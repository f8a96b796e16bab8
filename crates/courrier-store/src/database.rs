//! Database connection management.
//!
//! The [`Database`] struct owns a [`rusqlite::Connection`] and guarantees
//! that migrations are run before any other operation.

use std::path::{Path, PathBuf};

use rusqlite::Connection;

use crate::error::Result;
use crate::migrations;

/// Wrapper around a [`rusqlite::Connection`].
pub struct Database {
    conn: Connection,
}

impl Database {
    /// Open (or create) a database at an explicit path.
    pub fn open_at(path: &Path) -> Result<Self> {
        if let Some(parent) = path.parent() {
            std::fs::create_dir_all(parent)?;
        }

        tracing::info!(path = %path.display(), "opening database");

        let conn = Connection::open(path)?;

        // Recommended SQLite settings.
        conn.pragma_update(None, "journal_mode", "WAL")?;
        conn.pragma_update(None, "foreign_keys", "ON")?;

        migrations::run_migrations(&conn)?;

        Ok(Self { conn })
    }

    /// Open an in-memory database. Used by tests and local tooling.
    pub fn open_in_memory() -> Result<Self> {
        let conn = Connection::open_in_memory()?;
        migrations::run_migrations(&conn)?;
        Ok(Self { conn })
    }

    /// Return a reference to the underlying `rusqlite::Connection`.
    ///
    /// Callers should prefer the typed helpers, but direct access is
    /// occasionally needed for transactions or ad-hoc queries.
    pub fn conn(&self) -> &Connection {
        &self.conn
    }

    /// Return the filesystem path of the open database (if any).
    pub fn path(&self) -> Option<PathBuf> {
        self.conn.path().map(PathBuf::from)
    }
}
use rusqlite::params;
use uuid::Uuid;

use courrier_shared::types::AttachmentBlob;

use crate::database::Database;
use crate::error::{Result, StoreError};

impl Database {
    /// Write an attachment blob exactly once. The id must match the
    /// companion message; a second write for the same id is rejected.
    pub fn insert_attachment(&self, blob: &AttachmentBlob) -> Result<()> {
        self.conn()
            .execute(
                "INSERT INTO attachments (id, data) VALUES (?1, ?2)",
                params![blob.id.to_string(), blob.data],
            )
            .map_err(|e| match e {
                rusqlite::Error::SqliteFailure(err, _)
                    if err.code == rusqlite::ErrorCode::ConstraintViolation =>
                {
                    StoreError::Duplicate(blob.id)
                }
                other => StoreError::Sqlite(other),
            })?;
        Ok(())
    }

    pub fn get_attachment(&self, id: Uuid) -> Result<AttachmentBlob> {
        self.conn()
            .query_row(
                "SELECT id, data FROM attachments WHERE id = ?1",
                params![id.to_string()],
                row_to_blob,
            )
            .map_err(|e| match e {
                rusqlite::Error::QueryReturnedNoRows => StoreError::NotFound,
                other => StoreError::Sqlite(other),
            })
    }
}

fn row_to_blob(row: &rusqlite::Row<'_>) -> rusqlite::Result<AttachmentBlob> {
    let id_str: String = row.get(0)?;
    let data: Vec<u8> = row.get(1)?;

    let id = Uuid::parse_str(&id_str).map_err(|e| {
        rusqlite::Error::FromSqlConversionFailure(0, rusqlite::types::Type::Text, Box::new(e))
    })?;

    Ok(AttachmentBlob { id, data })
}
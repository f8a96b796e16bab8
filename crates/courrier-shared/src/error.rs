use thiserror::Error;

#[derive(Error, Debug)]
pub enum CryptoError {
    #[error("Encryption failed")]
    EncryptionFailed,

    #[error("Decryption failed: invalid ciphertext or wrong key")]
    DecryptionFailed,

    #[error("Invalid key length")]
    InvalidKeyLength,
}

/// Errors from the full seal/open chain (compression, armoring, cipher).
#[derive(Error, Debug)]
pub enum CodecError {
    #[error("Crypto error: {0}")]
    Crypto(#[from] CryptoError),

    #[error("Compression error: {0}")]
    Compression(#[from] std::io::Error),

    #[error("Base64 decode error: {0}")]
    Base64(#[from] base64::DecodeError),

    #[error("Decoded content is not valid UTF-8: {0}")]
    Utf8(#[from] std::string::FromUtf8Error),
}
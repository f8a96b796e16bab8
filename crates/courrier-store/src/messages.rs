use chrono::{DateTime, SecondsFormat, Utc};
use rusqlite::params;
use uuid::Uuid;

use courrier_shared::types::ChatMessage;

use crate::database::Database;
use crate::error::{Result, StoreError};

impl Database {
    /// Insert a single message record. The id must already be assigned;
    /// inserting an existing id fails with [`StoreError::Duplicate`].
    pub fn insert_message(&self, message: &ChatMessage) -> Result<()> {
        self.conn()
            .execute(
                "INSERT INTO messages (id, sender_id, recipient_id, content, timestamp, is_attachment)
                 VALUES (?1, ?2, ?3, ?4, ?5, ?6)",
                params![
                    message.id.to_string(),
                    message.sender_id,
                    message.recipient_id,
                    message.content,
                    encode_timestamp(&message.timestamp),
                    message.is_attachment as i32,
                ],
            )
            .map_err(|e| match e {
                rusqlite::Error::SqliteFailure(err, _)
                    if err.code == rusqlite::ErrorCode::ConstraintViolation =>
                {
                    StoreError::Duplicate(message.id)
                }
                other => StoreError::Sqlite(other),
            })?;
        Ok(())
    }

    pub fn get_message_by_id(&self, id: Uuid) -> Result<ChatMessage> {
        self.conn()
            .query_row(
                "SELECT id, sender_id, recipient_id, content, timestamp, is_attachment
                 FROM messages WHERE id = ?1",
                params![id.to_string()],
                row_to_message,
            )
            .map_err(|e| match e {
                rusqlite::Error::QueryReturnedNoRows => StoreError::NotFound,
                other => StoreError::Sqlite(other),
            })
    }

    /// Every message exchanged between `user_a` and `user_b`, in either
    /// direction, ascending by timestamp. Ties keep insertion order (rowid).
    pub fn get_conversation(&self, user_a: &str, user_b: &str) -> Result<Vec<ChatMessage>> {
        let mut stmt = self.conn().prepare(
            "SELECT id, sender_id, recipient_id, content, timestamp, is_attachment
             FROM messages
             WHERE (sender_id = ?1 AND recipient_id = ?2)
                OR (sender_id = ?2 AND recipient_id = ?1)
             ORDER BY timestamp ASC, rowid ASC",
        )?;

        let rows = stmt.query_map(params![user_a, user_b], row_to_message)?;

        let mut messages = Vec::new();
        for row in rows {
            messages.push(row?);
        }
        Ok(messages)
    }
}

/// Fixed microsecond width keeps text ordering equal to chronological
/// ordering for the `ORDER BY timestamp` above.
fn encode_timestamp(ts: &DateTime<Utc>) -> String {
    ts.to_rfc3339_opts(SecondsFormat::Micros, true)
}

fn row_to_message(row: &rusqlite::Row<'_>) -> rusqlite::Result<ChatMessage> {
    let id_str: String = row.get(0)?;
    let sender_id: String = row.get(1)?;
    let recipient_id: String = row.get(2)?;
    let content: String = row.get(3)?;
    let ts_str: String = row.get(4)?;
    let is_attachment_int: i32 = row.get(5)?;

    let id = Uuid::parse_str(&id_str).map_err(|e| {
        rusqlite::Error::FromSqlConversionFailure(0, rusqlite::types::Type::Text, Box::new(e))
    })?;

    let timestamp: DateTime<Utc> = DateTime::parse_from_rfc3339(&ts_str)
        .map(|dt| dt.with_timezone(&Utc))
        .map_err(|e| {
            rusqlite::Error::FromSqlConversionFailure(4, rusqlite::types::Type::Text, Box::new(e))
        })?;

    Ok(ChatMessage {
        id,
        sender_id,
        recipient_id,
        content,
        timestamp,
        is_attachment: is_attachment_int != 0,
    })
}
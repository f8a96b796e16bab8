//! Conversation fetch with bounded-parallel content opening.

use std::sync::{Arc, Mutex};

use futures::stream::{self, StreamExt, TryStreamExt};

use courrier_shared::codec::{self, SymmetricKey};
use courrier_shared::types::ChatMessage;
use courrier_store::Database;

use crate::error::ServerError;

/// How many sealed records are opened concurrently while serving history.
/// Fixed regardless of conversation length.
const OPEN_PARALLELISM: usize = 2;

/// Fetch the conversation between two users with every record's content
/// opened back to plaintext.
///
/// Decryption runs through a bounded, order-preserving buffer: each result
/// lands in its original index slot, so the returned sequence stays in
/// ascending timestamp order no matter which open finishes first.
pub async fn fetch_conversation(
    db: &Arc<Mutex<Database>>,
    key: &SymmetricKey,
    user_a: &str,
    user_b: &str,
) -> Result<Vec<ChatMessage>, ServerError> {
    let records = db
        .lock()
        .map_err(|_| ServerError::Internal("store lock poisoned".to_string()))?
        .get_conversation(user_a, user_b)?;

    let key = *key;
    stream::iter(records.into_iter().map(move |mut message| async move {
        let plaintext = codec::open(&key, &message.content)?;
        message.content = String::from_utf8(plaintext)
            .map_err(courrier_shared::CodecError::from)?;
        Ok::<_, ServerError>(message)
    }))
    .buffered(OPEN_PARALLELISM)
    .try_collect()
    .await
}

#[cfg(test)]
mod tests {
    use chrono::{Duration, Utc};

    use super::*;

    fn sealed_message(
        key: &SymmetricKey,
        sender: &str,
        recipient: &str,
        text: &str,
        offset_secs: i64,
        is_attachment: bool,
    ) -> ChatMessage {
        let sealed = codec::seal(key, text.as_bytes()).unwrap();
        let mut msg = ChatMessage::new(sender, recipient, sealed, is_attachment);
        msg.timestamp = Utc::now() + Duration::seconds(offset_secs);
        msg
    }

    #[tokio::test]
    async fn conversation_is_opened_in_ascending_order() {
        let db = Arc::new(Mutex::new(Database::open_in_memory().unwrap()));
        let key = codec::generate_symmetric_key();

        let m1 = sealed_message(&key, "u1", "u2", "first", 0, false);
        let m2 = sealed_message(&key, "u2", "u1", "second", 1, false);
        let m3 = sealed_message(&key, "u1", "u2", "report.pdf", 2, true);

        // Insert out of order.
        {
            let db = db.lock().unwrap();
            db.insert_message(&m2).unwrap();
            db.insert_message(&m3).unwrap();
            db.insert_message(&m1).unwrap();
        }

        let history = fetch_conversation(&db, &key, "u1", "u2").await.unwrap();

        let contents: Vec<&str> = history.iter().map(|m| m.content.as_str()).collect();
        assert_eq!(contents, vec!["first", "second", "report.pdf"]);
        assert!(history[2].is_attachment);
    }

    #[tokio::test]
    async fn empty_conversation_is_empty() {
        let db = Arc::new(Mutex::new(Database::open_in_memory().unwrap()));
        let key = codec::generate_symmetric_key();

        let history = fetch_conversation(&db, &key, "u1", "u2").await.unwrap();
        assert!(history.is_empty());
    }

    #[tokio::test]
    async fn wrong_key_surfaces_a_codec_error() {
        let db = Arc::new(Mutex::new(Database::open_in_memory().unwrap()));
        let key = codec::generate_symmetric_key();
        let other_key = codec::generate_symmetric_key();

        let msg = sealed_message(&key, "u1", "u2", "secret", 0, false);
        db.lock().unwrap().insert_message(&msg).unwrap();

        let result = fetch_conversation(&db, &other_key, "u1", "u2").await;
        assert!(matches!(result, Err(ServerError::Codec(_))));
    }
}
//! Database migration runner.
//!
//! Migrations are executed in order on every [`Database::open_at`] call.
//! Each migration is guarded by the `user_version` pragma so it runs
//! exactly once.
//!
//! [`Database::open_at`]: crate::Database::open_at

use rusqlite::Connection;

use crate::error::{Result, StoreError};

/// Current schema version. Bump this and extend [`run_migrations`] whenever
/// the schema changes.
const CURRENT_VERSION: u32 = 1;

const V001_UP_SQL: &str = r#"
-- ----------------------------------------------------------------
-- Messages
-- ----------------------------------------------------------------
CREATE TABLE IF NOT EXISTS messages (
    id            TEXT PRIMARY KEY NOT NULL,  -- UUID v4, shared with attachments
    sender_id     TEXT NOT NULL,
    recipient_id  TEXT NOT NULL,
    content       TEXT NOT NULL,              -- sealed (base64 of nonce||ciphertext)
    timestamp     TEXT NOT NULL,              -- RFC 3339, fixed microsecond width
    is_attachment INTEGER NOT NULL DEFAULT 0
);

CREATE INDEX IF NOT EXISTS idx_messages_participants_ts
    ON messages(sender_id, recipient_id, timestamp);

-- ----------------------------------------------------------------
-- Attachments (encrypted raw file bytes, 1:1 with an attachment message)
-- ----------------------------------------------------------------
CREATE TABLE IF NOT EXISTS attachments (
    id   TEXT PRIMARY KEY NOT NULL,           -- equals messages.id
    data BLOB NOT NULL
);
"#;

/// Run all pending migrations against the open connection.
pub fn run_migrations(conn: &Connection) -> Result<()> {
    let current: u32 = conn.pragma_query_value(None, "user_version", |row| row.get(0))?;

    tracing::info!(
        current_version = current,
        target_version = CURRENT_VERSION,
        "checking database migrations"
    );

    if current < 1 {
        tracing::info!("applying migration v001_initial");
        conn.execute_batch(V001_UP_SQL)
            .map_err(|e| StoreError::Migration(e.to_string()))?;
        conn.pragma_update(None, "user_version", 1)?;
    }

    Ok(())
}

# # # # #

● ABOUT THIS EXERCISE:
Copy every line from the records above that contains the word "SELECT".

● ANSWER TO THE PROBLEM:
                "SELECT id, data FROM attachments WHERE id = ?1",
                "SELECT id, sender_id, recipient_id, content, timestamp, is_attachment
            "SELECT id, sender_id, recipient_id, content, timestamp, is_attachment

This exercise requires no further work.